WORK ITEM
Your answer must consist of one number: how many lines in the records contain "Copy".

RECORDS: Begin

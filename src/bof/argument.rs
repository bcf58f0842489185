use serde::{Deserialize, Serialize};

use crate::common::ParamValue;

/// Wire type of a single BOF argument.
///
/// Both the long names and the single-letter format characters are accepted.
/// The letters are case sensitive: `z` is a narrow string, `Z` a wide one.
#[derive(Debug, Clone, Copy, PartialEq, Eq, strum::AsRefStr, strum::EnumString, strum::Display)]
pub enum BofArgType {
    #[strum(to_string = "int", serialize = "i")]
    Int,
    #[strum(to_string = "short", serialize = "s")]
    Short,
    #[strum(to_string = "string", serialize = "z")]
    Str,
    #[strum(to_string = "wstring", serialize = "Z")]
    WStr,
    #[strum(to_string = "binary", serialize = "b")]
    Binary,
}

/// A typed BOF argument as written in a workflow document.
///
/// The type tag stays a plain string until packing so that an unknown tag is
/// reported by the packer rather than rejected while loading the document.
#[derive(Serialize, Deserialize, Debug, Clone, PartialEq)]
pub struct BofArgument {
    #[serde(rename = "type")]
    pub arg_type: String,
    pub value: ParamValue,
}

impl BofArgument {
    pub fn new(
        arg_type: impl Into<String>,
        value: impl Into<ParamValue>,
    ) -> Self {
        Self {
            arg_type: arg_type.into(),
            value: value.into(),
        }
    }

    pub fn int(value: i64) -> Self {
        Self::new("int", value)
    }

    pub fn short(value: i64) -> Self {
        Self::new("short", value)
    }

    pub fn string(value: &str) -> Self {
        Self::new("string", value)
    }

    pub fn wstring(value: &str) -> Self {
        Self::new("wstring", value)
    }

    pub fn binary(value: impl Into<ParamValue>) -> Self {
        Self::new("binary", value)
    }
}

#[cfg(test)]
mod tests {
    use std::str::FromStr;

    use super::*;

    #[test]
    fn test_arg_type_aliases() {
        assert_eq!(BofArgType::from_str("int").unwrap(), BofArgType::Int);
        assert_eq!(BofArgType::from_str("i").unwrap(), BofArgType::Int);
        assert_eq!(BofArgType::from_str("s").unwrap(), BofArgType::Short);
        assert_eq!(BofArgType::from_str("z").unwrap(), BofArgType::Str);
        assert_eq!(BofArgType::from_str("Z").unwrap(), BofArgType::WStr);
        assert_eq!(BofArgType::from_str("wstring").unwrap(), BofArgType::WStr);
        assert_eq!(BofArgType::from_str("b").unwrap(), BofArgType::Binary);
        assert!(BofArgType::from_str("float").is_err());
        assert!(BofArgType::from_str("I").is_err());
    }
}
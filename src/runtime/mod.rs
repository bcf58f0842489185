mod context;
mod log;
mod report;
mod result;
mod traversal;

#[cfg(test)]
pub(crate) mod testing;

pub use context::ExecutionContext;
pub use log::ResultLog;
pub use report::{RunReport, SkippedAction};
pub use result::{ActionResult, ErrorKind};
pub(crate) use traversal::{TreeOutcome, run_tree};
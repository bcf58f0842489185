use std::time::Duration;

use petgraph::graph::NodeIndex;
use serde::{Deserialize, Serialize};

use crate::{
    common::{ParamValue, Parameters},
    model::{ActionModel, ConditionModel},
};

/// Index of an action inside its workflow arena.
pub type ActionId = NodeIndex;

/// Lifecycle of one action during traversal.
///
/// `Pending → Evaluating → {Skipped | Executing} → {Succeeded | Failed} → Branching → Done`
#[derive(Serialize, Deserialize, Debug, Clone, Copy, Default, PartialEq, Eq, strum::AsRefStr, strum::EnumString, strum::Display)]
#[serde(rename_all = "snake_case")]
#[strum(serialize_all = "snake_case")]
pub enum ActionState {
    #[default]
    Pending,
    Evaluating,
    Skipped,
    Executing,
    Succeeded,
    Failed,
    Branching,
    Done,
}

/// One remote operation. Its branches live on the graph edges.
#[derive(Serialize, Deserialize, Debug, Clone, PartialEq)]
pub struct ActionNode {
    /// action name, also the key conditions and templates look results up by
    pub name: String,
    /// remote operation kind, forwarded verbatim to the client
    pub action_type: String,
    pub parameters: Parameters,
    /// AND-combined; empty means always eligible
    pub conditions: Vec<ConditionModel>,
    /// overrides the engine's default task timeout
    pub timeout: Option<Duration>,
}

impl ActionNode {
    pub fn new(
        name: impl Into<String>,
        action_type: impl Into<String>,
    ) -> Self {
        Self {
            name: name.into(),
            action_type: action_type.into(),
            parameters: Parameters::new(),
            conditions: Vec::new(),
            timeout: None,
        }
    }

    pub fn with_param(
        mut self,
        key: impl Into<String>,
        value: impl Into<ParamValue>,
    ) -> Self {
        self.parameters.insert(key.into(), value.into());
        self
    }

    pub fn with_condition(
        mut self,
        source: impl Into<String>,
        operator: impl Into<String>,
        value: impl Into<String>,
    ) -> Self {
        self.conditions.push(ConditionModel {
            source: source.into(),
            operator: operator.into(),
            value: value.into(),
        });
        self
    }

    pub fn with_timeout(
        mut self,
        timeout: Duration,
    ) -> Self {
        self.timeout = Some(timeout);
        self
    }

    pub fn is_bof(&self) -> bool {
        self.action_type.eq_ignore_ascii_case("bof") || self.parameters.values().any(ParamValue::is_args)
    }
}

impl From<&ActionModel> for ActionNode {
    fn from(model: &ActionModel) -> Self {
        Self {
            name: model.name.clone(),
            action_type: model.action_type.clone(),
            parameters: model.parameters.clone(),
            conditions: model.conditions.clone(),
            timeout: model.timeout.map(Duration::from_secs),
        }
    }
}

RECORDS: End

SOLUTION TO THIS TASK
2